At Site I, personnel and equipment decontamination procedures were not monitored for their effectiveness in accordance with HAZWOPER requirements. The Site I subcontractor did not have provisions for particulate sampling, evaluating exposure to pesticides and herbicides, or evaluating the effectiveness of site zone boundaries and personnel decontamination procedures. Additionally, monitoring had not been conducted to verify that decontamination was not necessary for employees who leave the exclusion zone and enter a clean zone without undergoing decontamination.

The SSAHP developed by the Site G contractor did not indicate that the contractors routinely conducted job- or task-specific hazard analyses. In addition, the SSAHP did not specify that PPE selection for jobs and tasks must be based on the analysis of the health hazards associated with each job. Furthermore, the SSAHP contained no procedures for objectively determining the effectiveness of decontamination of personnel or equipment. The decontamination program required incineration of all materials that could not be readily decontaminated; such materials were placed in labeled disposal containers. The program, however, did not address storage of these materials until such time that the incinerator was operating.

Other than wipe sampling of clean areas, the Site J contractor did not implement procedures to evaluate the effectiveness of personal decontamination methods. Decontaminated equipment was tested by wipe sampling. Further decontamination was performed as necessary until wipe samples fell below the contractor's trigger levels.

Contractors at Sites B, D, E, and F had not evaluated the effectiveness of their PPE programs, and did not monitor decontamination procedures through the use of surface sampling or other quantitative means. At Site E, improper use of PPE was observed several times in the exclusion zone and monitoring data was not kept current in the computer when the SSO was off site for an extended period of time.

The contractor at Site A had no process in place to evaluate the effectiveness of its decontamination procedures.

H. Self-audit site inspection and abatement tracking programs must be formalized and effectively implemented.
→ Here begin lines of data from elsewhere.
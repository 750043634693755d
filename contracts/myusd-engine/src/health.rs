use soroban_sdk::{Address, Env};

use crate::accrual::current_debt_value;
use crate::constants::{COLLATERAL_RATIO_THRESHOLD, MAX_POSITION_RATIO, PERCENT, PRECISION};
use crate::errors::Error;
use crate::helpers::{mul_div, mul_div_saturating, oracle_price};
use crate::storage::{collateral_of, debt_shares_of, Position};

pub fn collateral_value_at(env: &Env, collateral: u128, price: u128) -> Result<u128, Error> {
    mul_div(env, collateral, price, PRECISION)
}

pub fn collateral_value(env: &Env, account: &Address) -> Result<u128, Error> {
    let collateral = collateral_of(env, account);
    if collateral == 0 {
        return Ok(0);
    }
    collateral_value_at(env, collateral, oracle_price(env)?)
}

/// Collateral value over debt value, scaled 1e18. Debt-free positions report
/// `MAX_POSITION_RATIO`.
pub fn position_ratio(env: &Env, account: &Address) -> Result<u128, Error> {
    let debt_value = current_debt_value(env, account)?;
    if debt_value == 0 {
        return Ok(MAX_POSITION_RATIO);
    }
    let value = collateral_value(env, account)?;
    Ok(mul_div_saturating(env, value, PRECISION, debt_value))
}

pub fn ratio_below_threshold(ratio: u128) -> bool {
    ratio.saturating_mul(PERCENT) < COLLATERAL_RATIO_THRESHOLD * PRECISION
}

pub fn is_liquidatable(env: &Env, account: &Address) -> Result<bool, Error> {
    Ok(ratio_below_threshold(position_ratio(env, account)?))
}

/// Gate for mint and withdraw. Runs after the tentative write; an `Err` here
/// rolls the whole invocation back.
pub fn validate_safety(env: &Env, account: &Address) -> Result<(), Error> {
    if is_liquidatable(env, account)? {
        return Err(Error::UnsafePositionRatio);
    }
    Ok(())
}

pub fn position(env: &Env, account: &Address) -> Result<Position, Error> {
    let debt_value = current_debt_value(env, account)?;
    let ratio = position_ratio(env, account)?;
    Ok(Position {
        collateral: collateral_of(env, account),
        debt_shares: debt_shares_of(env, account),
        debt_value,
        collateral_value: collateral_value(env, account)?,
        ratio,
        liquidatable: ratio_below_threshold(ratio),
    })
}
The overall effectiveness of the safety and health program must be evaluated, in part, by conducting regular inspections and audits. In addition, the SSAHP should include a mechanism for following up on corrective actions recommended by the site safety and health officer during safety inspections. All hazard abatement actions identified by the site safety and health officer should be tracked to ensure that the corrective actions have been implemented and the hazard(s) have been controlled. The program should designate individuals to periodically inspect work areas and ensure that hazard abatement has been accomplished. Paragraph (b)(4)(iv) of the HAZWOPER standard contains the requirement that the site safety and health supervisor, or a knowledgeable designee, perform periodic inspections to evaluate the effectiveness of the program.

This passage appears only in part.